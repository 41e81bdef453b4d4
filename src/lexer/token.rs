use std::collections::HashMap;
use std::fmt::{self, Display};

use once_cell::sync::Lazy;

/// A position within the source text: character index plus zero-based
/// line and column. Rendered 1-based in error messages.
#[derive(Debug, Clone, Copy, PartialEq, Eq, Default)]
pub struct Position {
    pub index: usize,
    pub line: usize,
    pub col: usize,
}

impl Position {
    /// The position one character further, honouring line breaks.
    pub fn advance(self, current: Option<char>) -> Position {
        if current == Some('\n') {
            Position {
                index: self.index + 1,
                line: self.line + 1,
                col: 0,
            }
        } else {
            Position {
                index: self.index + 1,
                line: self.line,
                col: self.col + 1,
            }
        }
    }
}

impl Display for Position {
    fn fmt(&self, f: &mut fmt::Formatter<'_>) -> fmt::Result {
        write!(f, "line {}, col {}", self.line + 1, self.col + 1)
    }
}

#[derive(Debug, Clone, Copy, PartialEq, Eq)]
pub enum TokenType {
    // single-char
    LParen,
    RParen,
    LBrace,
    RBrace,
    LBracket,
    RBracket,
    Comma,
    Colon,
    Semi,
    Dot,

    // one/two-char operators
    Plus,
    Minus,
    Star,
    Slash,
    Percent,

    Bang,
    BangEq,
    Eq,
    EqEq,
    Lt,
    Lte,
    Gt,
    Gte,

    AndAnd,
    OrOr,

    // literals/ident
    Ident,
    Int,
    Float,
    String,

    // keywords
    Import,
    Let,
    Fn,
    Return,
    If,
    Else,
    While,
    True,
    False,
    Null,

    Eof,
}

impl Display for TokenType {
    fn fmt(&self, f: &mut fmt::Formatter<'_>) -> fmt::Result {
        let name = match self {
            TokenType::LParen => "LPAREN",
            TokenType::RParen => "RPAREN",
            TokenType::LBrace => "LBRACE",
            TokenType::RBrace => "RBRACE",
            TokenType::LBracket => "LBRACKET",
            TokenType::RBracket => "RBRACKET",
            TokenType::Comma => "COMMA",
            TokenType::Colon => "COLON",
            TokenType::Semi => "SEMI",
            TokenType::Dot => "DOT",
            TokenType::Plus => "PLUS",
            TokenType::Minus => "MINUS",
            TokenType::Star => "STAR",
            TokenType::Slash => "SLASH",
            TokenType::Percent => "PERCENT",
            TokenType::Bang => "BANG",
            TokenType::BangEq => "BANG_EQ",
            TokenType::Eq => "EQ",
            TokenType::EqEq => "EQ_EQ",
            TokenType::Lt => "LT",
            TokenType::Lte => "LTE",
            TokenType::Gt => "GT",
            TokenType::Gte => "GTE",
            TokenType::AndAnd => "AND_AND",
            TokenType::OrOr => "OR_OR",
            TokenType::Ident => "IDENT",
            TokenType::Int => "INT",
            TokenType::Float => "FLOAT",
            TokenType::String => "STRING",
            TokenType::Import => "IMPORT",
            TokenType::Let => "LET",
            TokenType::Fn => "FN",
            TokenType::Return => "RETURN",
            TokenType::If => "IF",
            TokenType::Else => "ELSE",
            TokenType::While => "WHILE",
            TokenType::True => "TRUE",
            TokenType::False => "FALSE",
            TokenType::Null => "NULL",
            TokenType::Eof => "EOF",
        };
        f.write_str(name)
    }
}

pub static KEYWORDS: Lazy<HashMap<&'static str, TokenType>> = Lazy::new(|| {
    let mut m = HashMap::new();

    m.insert("let", TokenType::Let);
    m.insert("fn", TokenType::Fn);
    m.insert("return", TokenType::Return);
    m.insert("if", TokenType::If);
    m.insert("else", TokenType::Else);
    m.insert("while", TokenType::While);
    m.insert("true", TokenType::True);
    m.insert("false", TokenType::False);
    m.insert("null", TokenType::Null);
    m.insert("import", TokenType::Import);

    m
});

/// The decoded payload of a literal or identifier token.
#[derive(Debug, Clone, PartialEq)]
pub enum TokenValue {
    Int(i64),
    Float(f64),
    String(String),
    Ident(String),
}

#[derive(Debug, Clone, PartialEq)]
pub struct Token {
    pub kind: TokenType,
    pub value: Option<TokenValue>,
    pub start: Position,
    pub end: Position,
}

impl Token {
    pub fn new(kind: TokenType, value: Option<TokenValue>, start: Position, end: Position) -> Token {
        Token {
            kind,
            value,
            start,
            end,
        }
    }
}

impl Display for Token {
    fn fmt(&self, f: &mut fmt::Formatter<'_>) -> fmt::Result {
        match &self.value {
            Some(TokenValue::Int(value)) => write!(f, "{}({value})", self.kind),
            Some(TokenValue::Float(value)) => write!(f, "{}({value:?})", self.kind),
            Some(TokenValue::String(value)) => write!(f, "{}({value:?})", self.kind),
            Some(TokenValue::Ident(value)) => write!(f, "{}({value})", self.kind),
            None => write!(f, "{}", self.kind),
        }
    }
}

◇ ◇ ◇ ◇ ◇ ◇ ◇

### Problem to work on
Word for word, repeat the data from its first line through the line with "in error messages.", including both of those lines and no others.

### Task result
repository 41e81bdef453b4d4
filename src/lexer/token.rs
use std::collections::HashMap;
use std::fmt::{self, Display};

use once_cell::sync::Lazy;

/// A position within the source text: character index plus zero-based
/// line and column. Rendered 1-based in error messages.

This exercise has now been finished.